Dr. Arun Garg completed his MBBS, MD and DM(Neurology) from Swai Man Singh Medical College, Jaipur. Before Medanta, he worked as a Consultant with Max Superspeciality, Patparganj, New Delhi and at the University of Massachusetts Amherst (UMASS), Massachusetts, the USA where he underwent training in training in stroke prevention, education, treatment, rehabilitation, and the latest research in strokes.
When the brain gets deprived of oxygen and nutrients due to a blockage, stroke occurs. The brain can only survive for a maximum of 5 minutes without oxygen. If the blood supply is not restarted within that window, the brain cells start to die. The faster the oxygen supply is restored, the lesser the brain damage or chances of death.
Strokes are classified into three types
Ischemic stroke: This is the stroke that occurs due to blockage and blood supply not reaching the brain.
Hemorrhagic stroke: This stroke occurs when blood vessels in the brain burst and the blood puts too much pressure on the brain. Those who suffer from conditions like high blood pressure or have an aneurysm are at a risk for hemorrhagic stroke.

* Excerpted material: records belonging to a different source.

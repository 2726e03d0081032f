use bodyscan_core::Config;
use bodyscan_infra::{init_basic, LogFormat, LogTarget};

#[tokio::main]
async fn main() -> Result<(), anyhow::Error> {
    // Loads .env as a side effect, so LOG_FORMAT may come from there too.
    let config = Config::from_env()?;
    init_basic(LogFormat::from_env(), LogTarget::Stdout);
    tracing::info!(environment = %config.server.environment, "Configuration loaded and validated");

    let (_state, router) = bodyscan_api::setup::initialize_app(config.clone()).await?;
    bodyscan_api::setup::server::start_server(&config, router).await?;

    Ok(())
}
//! MCP tool request and response types with JSON Schema for AI parameter generation

use bodyscan_core::models::{AnalysisResult, PhotoType};
use schemars::JsonSchema;
use serde::{Deserialize, Serialize};

#[derive(Debug, Clone, Deserialize, JsonSchema)]
pub struct UploadPhotoRequest {
    #[schemars(description = "Identifier of the person the photo belongs to")]
    pub owner: String,
    #[schemars(description = "Local path to a JPG, PNG or WEBP photo")]
    pub file_path: String,
    #[schemars(description = "Angle of the photo: front, side, back or other (default front)")]
    pub photo_type: Option<String>,
}

#[derive(Debug, Clone, Deserialize, JsonSchema)]
pub struct AnalyzePhotoRequest {
    #[schemars(description = "Identifier of the person the photo belongs to")]
    pub owner: String,
    #[schemars(description = "Filename returned by upload_photo")]
    pub filename: String,
    #[schemars(description = "Instruction that replaces the default analysis prompt")]
    pub prompt: Option<String>,
}

#[derive(Debug, Clone, Deserialize, JsonSchema)]
pub struct AnalyzeMultiAngleRequest {
    #[schemars(description = "Identifier of the person the photos belong to")]
    pub owner: String,
    #[schemars(description = "One to four filenames returned by upload_photo")]
    pub filenames: Vec<String>,
    #[schemars(description = "Angle of each photo in the same order as filenames")]
    pub photo_types: Option<Vec<String>>,
    #[schemars(description = "Instruction that replaces the default multi-angle prompt")]
    pub prompt: Option<String>,
}

#[derive(Debug, Clone, Deserialize, JsonSchema)]
pub struct DeletePhotoRequest {
    #[schemars(description = "Identifier of the person the photo belongs to")]
    pub owner: String,
    #[schemars(description = "Filename returned by upload_photo")]
    pub filename: String,
}

#[derive(Debug, Clone, Serialize)]
pub struct UploadPhotoResult {
    pub filename: String,
    pub url: String,
    pub width: u32,
    pub height: u32,
    pub size: u64,
    pub faces_detected: usize,
    pub is_anonymized: bool,
    pub photo_type: PhotoType,
    pub message: String,
}

#[derive(Debug, Clone, Serialize)]
pub struct AnalyzePhotoResult {
    pub result: AnalysisResult,
    pub analysis_duration_ms: u64,
    pub provider: String,
    pub model: String,
}

#[derive(Debug, Clone, Serialize)]
pub struct ServerInfoResult {
    pub name: String,
    pub version: String,
    pub provider: String,
    pub model: String,
    pub face_detector: String,
}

Transient ischemic attack: Referred at TIA, this stroke is like a precursor to the Ischemic stroke and can be considered as a mini-stroke or a warning.
Symptoms of Stroke
The symptoms of stroke in both men and women are:
Trouble in maintaining balance or walking
Lack of coordination
Blurred vision or no vision in one or both eyes
Numbness on the face or limbs
The symptoms appear suddenly and it is imperative to call for medical assistance immediately. Fast treatment is key to reduce the brain damage caused by a stroke.
In the case of a TIA, the symptoms go away after a few minutes. However, TIA is serious and medical attention needs to be sought even if the symptoms are gone.
Both men and women can have a stroke although men are at a higher risk. The risk factors for stroke are:
High blood pressure or hypertension
Treatment of strokes differs according to the type of stroke suffered.
For ischemic stroke, treatment targets breaking the clot in the blood vessel that blocks the supply to the brain:
Emergency IV: A combination of drugs is administered intravenously to break the clot. The drugs have to be given within a stipulated window of no more than 4.5 hours.
Emergency endovascular procedure: Ischemic strokes may be treated by:
delivering the medicines via a catheter directly to the location of the stroke in the blood vessel.
Attaching a device (stent retriever) to the catheter to directly remove the blood clot from the artery in the brain. This procedure is used for large clots and in combination with emergency IV.
For TIA, certain diagnostics imaging tests are conducted to determine the cause of the stroke. The treatment for TIA to prevent another stroke is to remove plaque from the affected artery and keep it open. This can be done by:
Carotid endarterectomy: Plague blocking the carotid artery is removed through surgery.
Angioplasty and stent: A catheter with a balloon and/or stent attached to it is inserted through the groin to the carotid artery. The balloon is inflated at the blocked site to reopen the artery and restore blood supply or a stent may be placed to keep the artery open.
For hemorrhagic stroke, the treatments are focused on controlling the bleeding in the brain and reducing the pressure. Treatments are:
Emergency medication to reduce the effects of blood thinners, lower the intracranial pressure, control blood pressure and prevent seizures.
Surgery to remove the bleeding
Surgical clipping of the aneurysm by placing tiny clamps to reduce blood flow into it.
Placing tiny detachable coils through a catheter into the aneurysm to make the blood clot
Stereotactic radiosurgery, a minimally invasive technique that uses high-energy radiation to repair malformations in the blood vessels of the brain.
According to the World Stroke Organization, stroke is an epidemic that affects 1 in 4 adults in the world. Millions of people in the world die or are left debilitated after a stroke. It is crucial to receive treatment as soon as symptoms of a stroke are spotted.